Trend Technologies Ireland, a contract moulder of devices for the medical and life sciences sectors, recently opened its third ISO Class 7 (10,000) cleanroom at its extensive 7,000 square meter manufacturing facility in Mullingar, Ireland.

Trend’s capital investment in the facility and additional cleanroom space and equipment, including a number of Sumitomo Demag 50-tonne IntElect machines, has enabled the company to boost process stability and achieve shorter production runs.

Trend’s site in Ireland is the company’s ‘Centre of Excellence’ for injection moulding, and provides tooling, project management, Moldflow and Scientific Injection Moulding support to Trend Technologies sites globally.

“The Irish and UK medical device sector is in a sustained growth phase,” noted Trend’s manufacturing manager, Tom Kelly. “We are in the process of building another cleanroom, which when complete in the summer will expand our cleanroom manufacturing capacity by an additional 400 square meters. This is in response to the positive outlook for the sector and the increasing demand for high quality medical device components.”

Items moulded on site by Trend form part of Class I, IIA, IIB and III medical devices and include wound care products, diagnostic laboratory consumables, ventilator housings, surgical handles and stent delivery sub-components. Most of these are highly customised, so when making the investment in new cleanroom machinery Trend focused on sourcing equipment that would automate process stability and increase product integrity.

Although this isn’t Trend’s first foray into all-electric machines - it installed its first over a decade ago - senior processing engineer Trevor Thornton reported that the Sumitomo Demag IntElect’s are proving to be particularly flexible and reliable. The manufacturing site also has 32 Demag hydraulic machines.

“We knew that all-electric machines are more energy efficient and better for repeatability,” says Trevor. “Yet, given that we can mould larger products that weigh from one kilo right down to 0.025 grams, geometrical tolerances can be extremely tight.”

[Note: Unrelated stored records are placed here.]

//! Disclosure: the recipient's pre-built, timelocked spend.
//!
//! Spends the current escrow instance through the script's false branch and
//! embeds the 64-byte recovery payload in a zero-value output. The input's
//! sequence field carries the timelock value — that is what makes the CSV
//! check in the script satisfiable, and it also means the transaction is
//! simply invalid until the escrow output has aged `ttl` blocks.
//!
//! Once mature, anyone can broadcast it. The owner's continued inaction is
//! sufficient; no owner cooperation is involved at disclosure time.

use bitcoin::absolute::LockTime;
use bitcoin::hashes::Hash as _;
use bitcoin::sighash::SighashCache;
use bitcoin::transaction::Version;
use bitcoin::{
    consensus, Address, Amount, EcdsaSighashType, ScriptBuf, Transaction, TxIn, TxOut, Txid,
    Witness,
};
use secp256k1::{Message, Secp256k1, SecretKey};

use crate::fees::{estimate_disclosure_vbytes, fee_for_vbytes};
use crate::{check_fee_rate, EscrowError, EscrowInstance, DUST_LIMIT_SAT};
use vigil_script::{RecoveryPayload, Timelock};

/// A signed disclosure transaction, inert until the timelock matures.
pub struct DisclosureResult {
    pub tx: Transaction,
    pub txid: Txid,
    /// Value paid to the recipient's destination (escrow value minus fee).
    pub payout: Amount,
    pub fee: Amount,
}

impl DisclosureResult {
    /// Raw transaction hex, suitable for storing until the timelock matures.
    pub fn tx_hex(&self) -> String {
        consensus::encode::serialize_hex(&self.tx)
    }
}

/// Build and sign the disclosure transaction for the current escrow
/// instance.
///
/// `timelock` must match the value encoded in the instance's script; the
/// mismatch error exists because the caller typically resubmits its
/// configured waiting period rather than re-deriving it from the script.
pub fn build_disclosure_tx(
    instance: &EscrowInstance,
    recipient_sk: &SecretKey,
    destination: &Address,
    timelock: Timelock,
    payload: &RecoveryPayload,
    fee_rate: f64,
) -> Result<DisclosureResult, EscrowError> {
    check_fee_rate(fee_rate)?;

    if timelock != instance.descriptor.timelock {
        return Err(EscrowError::TtlMismatch {
            in_script: instance.descriptor.timelock.blocks(),
            requested: timelock.blocks(),
        });
    }

    let secp = Secp256k1::new();
    if recipient_sk.public_key(&secp) != instance.descriptor.recipient_pubkey {
        return Err(EscrowError::KeyMismatch("recipient"));
    }

    let destination_script = destination.script_pubkey();
    let vbytes = estimate_disclosure_vbytes(destination_script.len());
    let fee = fee_for_vbytes(vbytes, fee_rate);

    let payout = instance
        .utxo
        .value
        .checked_sub(fee)
        .filter(|payout| payout.to_sat() >= DUST_LIMIT_SAT)
        .ok_or(EscrowError::DustOutput(
            instance.utxo.value.checked_sub(fee).unwrap_or(Amount::ZERO),
        ))?;

    let mut tx = Transaction {
        version: Version::TWO,
        lock_time: LockTime::ZERO,
        input: vec![TxIn {
            previous_output: instance.utxo.outpoint,
            script_sig: ScriptBuf::new(),
            // Carries the CSV value; also what delays validity by ttl blocks.
            sequence: timelock.to_sequence(),
            witness: Witness::new(),
        }],
        output: vec![
            TxOut {
                value: Amount::ZERO,
                script_pubkey: payload.to_script(),
            },
            TxOut {
                value: payout,
                script_pubkey: destination_script,
            },
        ],
    };

    let witness_script = instance.descriptor.witness_script();
    let sighash = SighashCache::new(&tx)
        .p2wsh_signature_hash(0, &witness_script, instance.utxo.value, EcdsaSighashType::All)
        .map_err(|e| EscrowError::Sighash(e.to_string()))?;
    let msg = Message::from_digest(sighash.to_byte_array());
    let signature = bitcoin::ecdsa::Signature {
        signature: secp.sign_ecdsa(&msg, recipient_sk),
        sighash_type: EcdsaSighashType::All,
    };

    // [signature, <empty>, witness script] — the empty second item steers
    // evaluation into the ELSE (disclosure) branch.
    let mut witness = Witness::new();
    witness.push(signature.to_vec());
    witness.push(&[] as &[u8]);
    witness.push(witness_script.as_bytes());
    tx.input[0].witness = witness;

    let txid = tx.compute_txid();
    log::debug!(
        "disclosure tx {} pays {} after {} of owner silence",
        txid,
        payout,
        instance.descriptor.timelock
    );

    Ok(DisclosureResult {
        tx,
        txid,
        payout,
        fee,
    })
}

#[cfg(test)]
mod tests {
    use super::*;
    use crate::test_utils::test_keypair;
    use bitcoin::key::CompressedPublicKey;
    use bitcoin::{Network, OutPoint};
    use vigil_script::EscrowDescriptor;

    fn test_instance(sats: u64) -> (EscrowInstance, SecretKey, SecretKey) {
        let (owner_sk, owner_pk) = test_keypair(1);
        let (recipient_sk, recipient_pk) = test_keypair(2);
        let instance = EscrowInstance::new(
            OutPoint {
                txid: Txid::from_byte_array([0xCC; 32]),
                vout: 0,
            },
            Amount::from_sat(sats),
            EscrowDescriptor::new(owner_pk, recipient_pk, Timelock::thirty_days()),
        );
        (instance, owner_sk, recipient_sk)
    }

    fn destination() -> Address {
        let (_, pk) = test_keypair(7);
        Address::p2wpkh(&CompressedPublicKey(pk), Network::Testnet)
    }

    fn payload() -> RecoveryPayload {
        RecoveryPayload::new([0x42; 32], [0x24; 32])
    }

    #[test]
    fn test_disclosure_shape() {
        let (instance, _, recipient_sk) = test_instance(100_000);
        let result = build_disclosure_tx(
            &instance,
            &recipient_sk,
            &destination(),
            Timelock::thirty_days(),
            &payload(),
            5.0,
        )
        .unwrap();

        // Input sequence equals the script's timelock value
        assert_eq!(
            result.tx.input[0].sequence,
            Timelock::thirty_days().to_sequence()
        );

        // Output 0: zero-value payload output
        assert_eq!(result.tx.output[0].value, Amount::ZERO);
        let recovered = RecoveryPayload::from_script(&result.tx.output[0].script_pubkey).unwrap();
        assert_eq!(recovered, payload());

        // Output 1: payout = value - fee
        assert_eq!(result.tx.output[1].value, result.payout);
        assert_eq!(result.payout + result.fee, Amount::from_sat(100_000));

        // Witness: [signature, empty, witness script]
        let witness: Vec<_> = result.tx.input[0].witness.iter().collect();
        assert_eq!(witness.len(), 3);
        assert!(witness[0].len() >= 70, "DER signature + sighash byte");
        assert_eq!(witness[1].len(), 0, "empty item selects the ELSE branch");
        assert_eq!(witness[2], instance.descriptor.witness_script().as_bytes());
    }

    #[test]
    fn test_disclosure_rejects_ttl_mismatch() {
        let (instance, _, recipient_sk) = test_instance(100_000);
        let result = build_disclosure_tx(
            &instance,
            &recipient_sk,
            &destination(),
            Timelock::six_months(),
            &payload(),
            5.0,
        );
        assert!(matches!(
            result,
            Err(EscrowError::TtlMismatch {
                in_script: 4320,
                requested: 26_280
            })
        ));
    }

    #[test]
    fn test_disclosure_rejects_wrong_key() {
        let (instance, owner_sk, _) = test_instance(100_000);
        let result = build_disclosure_tx(
            &instance,
            &owner_sk,
            &destination(),
            Timelock::thirty_days(),
            &payload(),
            5.0,
        );
        assert!(matches!(result, Err(EscrowError::KeyMismatch("recipient"))));
    }

    #[test]
    fn test_disclosure_rejects_dust_payout() {
        // 1500 sat escrow at 5 sat/vB leaves ~500 sat: below dust.
        let (instance, _, recipient_sk) = test_instance(1_500);
        let result = build_disclosure_tx(
            &instance,
            &recipient_sk,
            &destination(),
            Timelock::thirty_days(),
            &payload(),
            5.0,
        );
        assert!(matches!(result, Err(EscrowError::DustOutput(_))));
    }

    #[test]
    fn test_disclosure_rejects_fee_above_value() {
        let (instance, _, recipient_sk) = test_instance(600);
        let result = build_disclosure_tx(
            &instance,
            &recipient_sk,
            &destination(),
            Timelock::thirty_days(),
            &payload(),
            5.0,
        );
        assert!(matches!(result, Err(EscrowError::DustOutput(_))));
    }

    #[test]
    fn test_disclosure_hex_reparses() {
        let (instance, _, recipient_sk) = test_instance(100_000);
        let result = build_disclosure_tx(
            &instance,
            &recipient_sk,
            &destination(),
            Timelock::thirty_days(),
            &payload(),
            5.0,
        )
        .unwrap();
        let bytes = hex::decode(result.tx_hex()).unwrap();
        let decoded: Transaction = consensus::deserialize(&bytes).unwrap();
        assert_eq!(decoded.compute_txid(), result.txid);
        assert_eq!(decoded.input[0].witness.len(), 3);
    }
}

To accomplish the combination of precision and repeatability, Trend makes full use of the activeLock technology installed on each IntElect. “We use it on every product moulded and activeLock saves us an awful lot of bother when dealing with such small shot weights. It means we don’t have to run any decompression, which can draw air into the melt. This ultimately reduces rejects.” Since installation, Trevor said activeLock has reduced defects in the process significantly.

The Trend team is equally complimentary about the IntElect’s machine sequencing and how straightforward it is to programme, even with little operator experience. Trevor explained: “Even seemingly simple components can be complex to mould. Having a HMI interface that integrates fully with the moulding system, water heaters and the robots, saves us a considerable amount of programming time. For non-standard items, we can programme in-house within a couple of hours versus several weeks. This enables us to be more responsive, achieve faster changeover times and meet evolving market demands.”

Putting into context how they see the cleanroom injection moulding contract market evolving, Tom comments: “With the continuing implementation of Lean Manufacturing and continuous improvement, there’s been a definite shift towards shorter runs. As a result we are accommodating more moulds and faster changeovers. This is only made possible by complete equipment standardisation and the connectivity of the machines and associated ancillary equipment. This is an evolving and improving process that can only be made possible by working with aligned suppliers.”

Trevor notes: “We implement Scientific Injection Moulding (SIM) principles on a daily basis and can say it’s in our DNA as part of how we set up our processes. The adoption of SIM has been made significantly easier with the repeatability and flexibility of the IntElect machines, both in our Mullingar facility and at our other global sites. This has enabled Trend to build and seamlessly transfer tools between sites, reducing part and process variation and project delivery lead time.“

Industry 4:0 is certainly firmly on Trend’s radar and the company has been approached by Sumitomo (SHI) Demag’s UK Managing Director, Nigel Flowers to participate in a predictive maintenance trial. “From a production perspective, we are fairly Industry 4:0 advanced and use real-time data to work smarter, reducing programming complexity and production lead times,” notes Tom.

Already, the technology is improving the company’s 24-hour breakdown response time by 80%, as well as increasing first time fix rates to over 90%.